Collected data entries:
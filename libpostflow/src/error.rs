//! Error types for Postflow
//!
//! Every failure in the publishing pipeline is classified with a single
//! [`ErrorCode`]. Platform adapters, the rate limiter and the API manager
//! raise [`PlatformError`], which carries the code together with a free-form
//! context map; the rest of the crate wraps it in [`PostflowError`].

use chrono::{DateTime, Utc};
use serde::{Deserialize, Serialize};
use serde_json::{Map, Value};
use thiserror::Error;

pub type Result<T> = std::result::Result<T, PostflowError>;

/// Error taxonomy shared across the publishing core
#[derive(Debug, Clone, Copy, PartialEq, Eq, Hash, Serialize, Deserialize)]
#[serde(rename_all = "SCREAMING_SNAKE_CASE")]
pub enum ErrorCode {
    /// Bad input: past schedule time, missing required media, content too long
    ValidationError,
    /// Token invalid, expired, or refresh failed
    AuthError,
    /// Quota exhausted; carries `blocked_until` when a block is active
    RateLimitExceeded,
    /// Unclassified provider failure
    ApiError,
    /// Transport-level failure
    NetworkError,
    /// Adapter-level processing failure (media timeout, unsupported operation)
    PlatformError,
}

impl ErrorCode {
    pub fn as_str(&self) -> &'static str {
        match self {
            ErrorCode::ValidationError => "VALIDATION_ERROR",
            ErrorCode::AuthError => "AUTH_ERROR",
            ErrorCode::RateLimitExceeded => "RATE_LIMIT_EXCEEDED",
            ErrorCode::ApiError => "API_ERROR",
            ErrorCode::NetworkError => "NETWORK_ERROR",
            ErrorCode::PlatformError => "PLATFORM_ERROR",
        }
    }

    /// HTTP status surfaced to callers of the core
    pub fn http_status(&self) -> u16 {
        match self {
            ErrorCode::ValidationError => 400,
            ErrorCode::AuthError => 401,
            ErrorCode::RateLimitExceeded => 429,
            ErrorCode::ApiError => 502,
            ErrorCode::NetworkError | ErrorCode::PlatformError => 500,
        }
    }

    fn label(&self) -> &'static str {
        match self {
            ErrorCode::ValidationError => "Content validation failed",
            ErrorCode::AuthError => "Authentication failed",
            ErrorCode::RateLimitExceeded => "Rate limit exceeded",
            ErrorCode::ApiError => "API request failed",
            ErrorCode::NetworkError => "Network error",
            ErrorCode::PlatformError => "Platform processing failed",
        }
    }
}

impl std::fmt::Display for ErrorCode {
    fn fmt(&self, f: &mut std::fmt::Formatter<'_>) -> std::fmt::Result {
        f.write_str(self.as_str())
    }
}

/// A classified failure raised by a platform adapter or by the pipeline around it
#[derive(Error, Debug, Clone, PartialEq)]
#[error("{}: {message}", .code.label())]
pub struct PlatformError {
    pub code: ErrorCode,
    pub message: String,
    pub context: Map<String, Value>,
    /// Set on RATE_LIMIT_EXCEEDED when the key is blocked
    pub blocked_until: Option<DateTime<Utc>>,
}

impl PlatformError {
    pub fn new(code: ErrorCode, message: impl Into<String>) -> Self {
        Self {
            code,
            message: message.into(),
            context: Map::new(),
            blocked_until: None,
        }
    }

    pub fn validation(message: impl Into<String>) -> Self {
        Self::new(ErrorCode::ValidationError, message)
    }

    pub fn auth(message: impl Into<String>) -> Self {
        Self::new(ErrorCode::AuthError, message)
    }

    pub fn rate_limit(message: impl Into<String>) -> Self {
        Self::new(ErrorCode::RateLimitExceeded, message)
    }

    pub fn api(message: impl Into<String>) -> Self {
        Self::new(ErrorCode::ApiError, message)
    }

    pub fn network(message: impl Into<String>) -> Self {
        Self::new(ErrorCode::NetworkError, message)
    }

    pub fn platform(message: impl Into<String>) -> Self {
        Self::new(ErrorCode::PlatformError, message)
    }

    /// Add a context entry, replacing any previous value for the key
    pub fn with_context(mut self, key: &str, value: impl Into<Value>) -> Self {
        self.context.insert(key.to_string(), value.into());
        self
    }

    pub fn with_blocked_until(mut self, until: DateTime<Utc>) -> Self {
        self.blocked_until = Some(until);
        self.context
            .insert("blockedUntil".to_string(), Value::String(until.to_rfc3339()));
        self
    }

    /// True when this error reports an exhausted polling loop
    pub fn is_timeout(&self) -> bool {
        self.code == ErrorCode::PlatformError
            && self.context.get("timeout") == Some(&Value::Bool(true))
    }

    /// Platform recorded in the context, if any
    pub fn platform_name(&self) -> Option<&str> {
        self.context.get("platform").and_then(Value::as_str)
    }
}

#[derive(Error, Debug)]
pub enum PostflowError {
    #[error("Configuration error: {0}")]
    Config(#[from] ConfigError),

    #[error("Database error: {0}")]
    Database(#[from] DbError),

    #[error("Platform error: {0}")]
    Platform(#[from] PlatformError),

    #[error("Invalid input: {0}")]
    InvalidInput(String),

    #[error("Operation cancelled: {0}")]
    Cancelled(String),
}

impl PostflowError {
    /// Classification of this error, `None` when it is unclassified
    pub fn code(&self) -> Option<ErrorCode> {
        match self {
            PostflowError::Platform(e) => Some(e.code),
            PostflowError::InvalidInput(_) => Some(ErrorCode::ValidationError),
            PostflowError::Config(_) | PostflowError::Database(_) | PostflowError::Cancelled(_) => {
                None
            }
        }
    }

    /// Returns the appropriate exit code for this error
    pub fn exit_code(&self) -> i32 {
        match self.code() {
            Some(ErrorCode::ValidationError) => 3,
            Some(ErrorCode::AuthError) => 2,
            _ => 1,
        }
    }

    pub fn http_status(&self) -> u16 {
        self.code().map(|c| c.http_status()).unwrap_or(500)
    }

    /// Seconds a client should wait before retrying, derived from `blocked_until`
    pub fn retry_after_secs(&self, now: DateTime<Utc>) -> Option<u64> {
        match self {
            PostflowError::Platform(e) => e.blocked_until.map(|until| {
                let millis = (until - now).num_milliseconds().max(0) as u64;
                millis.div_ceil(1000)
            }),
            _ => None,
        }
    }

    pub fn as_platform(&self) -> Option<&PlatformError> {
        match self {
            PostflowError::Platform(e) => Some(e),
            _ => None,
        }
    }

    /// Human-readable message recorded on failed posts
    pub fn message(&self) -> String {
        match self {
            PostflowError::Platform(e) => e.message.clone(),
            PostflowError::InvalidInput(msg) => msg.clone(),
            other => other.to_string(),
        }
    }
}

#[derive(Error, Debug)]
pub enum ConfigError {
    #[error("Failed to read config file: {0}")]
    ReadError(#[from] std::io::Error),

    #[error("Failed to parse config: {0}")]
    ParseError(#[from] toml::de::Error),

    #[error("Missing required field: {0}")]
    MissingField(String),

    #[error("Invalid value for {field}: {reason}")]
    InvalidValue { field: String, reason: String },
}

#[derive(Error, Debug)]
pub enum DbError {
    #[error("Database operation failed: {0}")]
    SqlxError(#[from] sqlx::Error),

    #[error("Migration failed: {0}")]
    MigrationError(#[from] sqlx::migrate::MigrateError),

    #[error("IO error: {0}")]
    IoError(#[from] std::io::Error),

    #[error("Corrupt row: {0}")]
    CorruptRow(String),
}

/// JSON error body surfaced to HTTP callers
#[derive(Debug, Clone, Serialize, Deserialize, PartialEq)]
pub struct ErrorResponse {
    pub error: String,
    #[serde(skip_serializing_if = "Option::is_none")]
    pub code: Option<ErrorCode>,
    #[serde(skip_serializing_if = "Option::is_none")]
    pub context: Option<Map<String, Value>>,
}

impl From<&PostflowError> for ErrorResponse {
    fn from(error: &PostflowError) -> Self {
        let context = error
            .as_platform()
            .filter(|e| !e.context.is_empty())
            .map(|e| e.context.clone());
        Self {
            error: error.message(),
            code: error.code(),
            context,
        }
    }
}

*REQUIRED ACTION*. Quote all of the entries verbatim.

*OUTPUT OF THE EXERCISE*.
filename libpostflow/src/error.rs
//! Error types for Postflow
//!
//! Every failure in the publishing pipeline is classified with a single
//! [`ErrorCode`]. Platform adapters, the rate limiter and the API manager
//! raise [`PlatformError`], which carries the code together with a free-form
//! context map; the rest of the crate wraps it in [`PostflowError`].

use chrono::{DateTime, Utc};
use serde::{Deserialize, Serialize};
use serde_json::{Map, Value};
use thiserror::Error;

pub type Result<T> = std::result::Result<T, PostflowError>;

/// Error taxonomy shared across the publishing core
#[derive(Debug, Clone, Copy, PartialEq, Eq, Hash, Serialize, Deserialize)]
#[serde(rename_all = "SCREAMING_SNAKE_CASE")]
pub enum ErrorCode {
    /// Bad input: past schedule time, missing required media, content too long
    ValidationError,
    /// Token invalid, expired, or refresh failed
    AuthError,
    /// Quota exhausted; carries `blocked_until` when a block is active
    RateLimitExceeded,
    /// Unclassified provider failure
    ApiError,
    /// Transport-level failure
    NetworkError,
    /// Adapter-level processing failure (media timeout, unsupported operation)
    PlatformError,
}

impl ErrorCode {
    pub fn as_str(&self) -> &'static str {
        match self {
            ErrorCode::ValidationError => "VALIDATION_ERROR",
            ErrorCode::AuthError => "AUTH_ERROR",
            ErrorCode::RateLimitExceeded => "RATE_LIMIT_EXCEEDED",
            ErrorCode::ApiError => "API_ERROR",
            ErrorCode::NetworkError => "NETWORK_ERROR",
            ErrorCode::PlatformError => "PLATFORM_ERROR",
        }
    }

    /// HTTP status surfaced to callers of the core
    pub fn http_status(&self) -> u16 {
        match self {
            ErrorCode::ValidationError => 400,
            ErrorCode::AuthError => 401,
            ErrorCode::RateLimitExceeded => 429,
            ErrorCode::ApiError => 502,
            ErrorCode::NetworkError | ErrorCode::PlatformError => 500,
        }
    }

    fn label(&self) -> &'static str {
        match self {
            ErrorCode::ValidationError => "Content validation failed",
            ErrorCode::AuthError => "Authentication failed",
            ErrorCode::RateLimitExceeded => "Rate limit exceeded",
            ErrorCode::ApiError => "API request failed",
            ErrorCode::NetworkError => "Network error",
            ErrorCode::PlatformError => "Platform processing failed",
        }
    }
}

impl std::fmt::Display for ErrorCode {
    fn fmt(&self, f: &mut std::fmt::Formatter<'_>) -> std::fmt::Result {
        f.write_str(self.as_str())
    }
}

/// A classified failure raised by a platform adapter or by the pipeline around it
#[derive(Error, Debug, Clone, PartialEq)]
#[error("{}: {message}", .code.label())]
pub struct PlatformError {
    pub code: ErrorCode,
    pub message: String,
    pub context: Map<String, Value>,
    /// Set on RATE_LIMIT_EXCEEDED when the key is blocked
    pub blocked_until: Option<DateTime<Utc>>,
}

impl PlatformError {
    pub fn new(code: ErrorCode, message: impl Into<String>) -> Self {
        Self {
            code,
            message: message.into(),
            context: Map::new(),
            blocked_until: None,
        }
    }

    pub fn validation(message: impl Into<String>) -> Self {
        Self::new(ErrorCode::ValidationError, message)
    }

    pub fn auth(message: impl Into<String>) -> Self {
        Self::new(ErrorCode::AuthError, message)
    }

    pub fn rate_limit(message: impl Into<String>) -> Self {
        Self::new(ErrorCode::RateLimitExceeded, message)
    }

    pub fn api(message: impl Into<String>) -> Self {
        Self::new(ErrorCode::ApiError, message)
    }

    pub fn network(message: impl Into<String>) -> Self {
        Self::new(ErrorCode::NetworkError, message)
    }

    pub fn platform(message: impl Into<String>) -> Self {
        Self::new(ErrorCode::PlatformError, message)
    }

    /// Add a context entry, replacing any previous value for the key
    pub fn with_context(mut self, key: &str, value: impl Into<Value>) -> Self {
        self.context.insert(key.to_string(), value.into());
        self
    }

    pub fn with_blocked_until(mut self, until: DateTime<Utc>) -> Self {
        self.blocked_until = Some(until);
        self.context
            .insert("blockedUntil".to_string(), Value::String(until.to_rfc3339()));
        self
    }

    /// True when this error reports an exhausted polling loop
    pub fn is_timeout(&self) -> bool {
        self.code == ErrorCode::PlatformError
            && self.context.get("timeout") == Some(&Value::Bool(true))
    }

    /// Platform recorded in the context, if any
    pub fn platform_name(&self) -> Option<&str> {
        self.context.get("platform").and_then(Value::as_str)
    }
}

#[derive(Error, Debug)]
pub enum PostflowError {
    #[error("Configuration error: {0}")]
    Config(#[from] ConfigError),

    #[error("Database error: {0}")]
    Database(#[from] DbError),

    #[error("Platform error: {0}")]
    Platform(#[from] PlatformError),

    #[error("Invalid input: {0}")]
    InvalidInput(String),

    #[error("Operation cancelled: {0}")]
    Cancelled(String),
}

impl PostflowError {
    /// Classification of this error, `None` when it is unclassified
    pub fn code(&self) -> Option<ErrorCode> {
        match self {
            PostflowError::Platform(e) => Some(e.code),
            PostflowError::InvalidInput(_) => Some(ErrorCode::ValidationError),
            PostflowError::Config(_) | PostflowError::Database(_) | PostflowError::Cancelled(_) => {
                None
            }
        }
    }

    /// Returns the appropriate exit code for this error
    pub fn exit_code(&self) -> i32 {
        match self.code() {
            Some(ErrorCode::ValidationError) => 3,
            Some(ErrorCode::AuthError) => 2,
            _ => 1,
        }
    }

    pub fn http_status(&self) -> u16 {
        self.code().map(|c| c.http_status()).unwrap_or(500)
    }

    /// Seconds a client should wait before retrying, derived from `blocked_until`
    pub fn retry_after_secs(&self, now: DateTime<Utc>) -> Option<u64> {
        match self {
            PostflowError::Platform(e) => e.blocked_until.map(|until| {
                let millis = (until - now).num_milliseconds().max(0) as u64;
                millis.div_ceil(1000)
            }),
            _ => None,
        }
    }

    pub fn as_platform(&self) -> Option<&PlatformError> {
        match self {
            PostflowError::Platform(e) => Some(e),
            _ => None,
        }
    }

    /// Human-readable message recorded on failed posts
    pub fn message(&self) -> String {
        match self {
            PostflowError::Platform(e) => e.message.clone(),
            PostflowError::InvalidInput(msg) => msg.clone(),
            other => other.to_string(),
        }
    }
}

#[derive(Error, Debug)]
pub enum ConfigError {
    #[error("Failed to read config file: {0}")]
    ReadError(#[from] std::io::Error),

    #[error("Failed to parse config: {0}")]
    ParseError(#[from] toml::de::Error),

    #[error("Missing required field: {0}")]
    MissingField(String),

    #[error("Invalid value for {field}: {reason}")]
    InvalidValue { field: String, reason: String },
}

#[derive(Error, Debug)]
pub enum DbError {
    #[error("Database operation failed: {0}")]
    SqlxError(#[from] sqlx::Error),

    #[error("Migration failed: {0}")]
    MigrationError(#[from] sqlx::migrate::MigrateError),

    #[error("IO error: {0}")]
    IoError(#[from] std::io::Error),

    #[error("Corrupt row: {0}")]
    CorruptRow(String),
}

/// JSON error body surfaced to HTTP callers
#[derive(Debug, Clone, Serialize, Deserialize, PartialEq)]
pub struct ErrorResponse {
    pub error: String,
    #[serde(skip_serializing_if = "Option::is_none")]
    pub code: Option<ErrorCode>,
    #[serde(skip_serializing_if = "Option::is_none")]
    pub context: Option<Map<String, Value>>,
}

impl From<&PostflowError> for ErrorResponse {
    fn from(error: &PostflowError) -> Self {
        let context = error
            .as_platform()
            .filter(|e| !e.context.is_empty())
            .map(|e| e.context.clone());
        Self {
            error: error.message(),
            code: error.code(),
            context,
        }
    }
}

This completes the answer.